West Sussex 2018/19
People
How well does the fire and rescue service look after its people?
How well does the FRS promote its values and culture?
Areas for improvement
- The service should ensure it has a robust system in place to review and update its risk assessments, and that recommendations from workplace accidents are actioned in a timely manner.
- The service should have appropriate means to monitor the working hours of its staff.
Cause of concern
West Sussex FRS’s staff sometimes act in ways that go against its core values. This is leading to bullying in the workplace.
Recommendations
- The service should clearly and effectively communicate its core values to staff. This should include acceptable behaviour statements.
- The service should ensure that staff act in line with its values and are trained to identify and deal with non-compliance.
We set out our detailed findings below. These are the basis for our judgment of the service’s performance in this area.
Workforce wellbeing
The range of wellbeing measures in place include an occupational health team and a trauma aftercare team. These provide psychological support after operational incidents occur. Of the 76 respondents to our staff survey, 74 percent agreed that they were satisfied their personal safety and welfare was treated seriously at work. But we found the teams work independently of each other. This could lead to the wellbeing needs of staff being missed. These teams should work more closely to make sure staff needs are fully understood.

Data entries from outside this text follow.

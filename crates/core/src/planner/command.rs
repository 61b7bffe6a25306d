//! External planner program backend
//!
//! Runs an operator-configured program once per prompt. The user prompt is
//! written to the program's stdin; the system prompt and token budget are
//! passed as environment variables. Whatever the program prints on stdout is
//! the reply.

use super::{Completion, Prompt};
use crate::errors::PlannerError;
use async_trait::async_trait;
use std::process::Stdio;
use tokio::io::AsyncWriteExt;
use tokio::process::Command;
use tracing::{debug, instrument};

/// Environment variable carrying the system prompt
pub const SYSTEM_PROMPT_ENV: &str = "SINSTALLER_SYSTEM_PROMPT";
/// Environment variable carrying the reply token budget
pub const MAX_TOKENS_ENV: &str = "SINSTALLER_MAX_TOKENS";

#[derive(Debug, Clone)]
pub struct CommandCompletion {
    argv: Vec<String>,
}

impl CommandCompletion {
    pub fn new(argv: Vec<String>) -> Self {
        Self { argv }
    }
}

#[async_trait]
impl Completion for CommandCompletion {
    #[instrument(skip_all, fields(program = ?self.argv.first()))]
    async fn complete(&self, prompt: &Prompt) -> Result<String, PlannerError> {
        let (program, args) = self.argv.split_first().ok_or_else(|| PlannerError::Request {
            message: "planner command is empty".to_string(),
        })?;

        let mut child = Command::new(program)
            .args(args)
            .env(SYSTEM_PROMPT_ENV, &prompt.system)
            .env(MAX_TOKENS_ENV, prompt.max_tokens.to_string())
            .stdin(Stdio::piped())
            .stdout(Stdio::piped())
            .stderr(Stdio::piped())
            .spawn()
            .map_err(|e| PlannerError::Request {
                message: format!("Failed to start planner '{}': {}", program, e),
            })?;

        if let Some(mut stdin) = child.stdin.take() {
            match stdin.write_all(prompt.user.as_bytes()).await {
                Ok(()) => {}
                // the exit status below explains an early exit
                Err(e) if e.kind() == std::io::ErrorKind::BrokenPipe => {
                    debug!("Planner closed stdin before reading the prompt")
                }
                Err(e) => {
                    return Err(PlannerError::Request {
                        message: format!("Failed to send prompt to planner '{}': {}", program, e),
                    })
                }
            }
        }

        let output = child.wait_with_output().await.map_err(|e| PlannerError::Request {
            message: format!("Planner '{}' did not finish: {}", program, e),
        })?;

        if !output.status.success() {
            return Err(PlannerError::Request {
                message: format!(
                    "Planner '{}' exited with code {}: {}",
                    program,
                    output.status.code().unwrap_or(-1),
                    String::from_utf8_lossy(&output.stderr).trim()
                ),
            });
        }

        let reply = String::from_utf8_lossy(&output.stdout).into_owned();
        if reply.trim().is_empty() {
            return Err(PlannerError::Request {
                message: format!("Planner '{}' returned an empty reply", program),
            });
        }
        debug!(bytes = reply.len(), "Planner replied");
        Ok(reply)
    }
}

Operational managers are the gateway to welfare services for frontline staff. But we found these managers have received little training to support staff. The service has identified this as a problem. It plans to introduce the Mind Blue Light programme for its staff in 2019.
Health and safety
The service has a dedicated health and safety team, and operational managers are well trained. Safety messages are sent to staff to raise awareness of health and safety issues. And in the staff survey, of the 76 respondents, 87 percent agreed that they were encouraged to report all accidents, near misses and dangerous occurrences. However, we found several operational risk assessments were out of date and action wasn’t always taken within a reasonable time after workplace accidents.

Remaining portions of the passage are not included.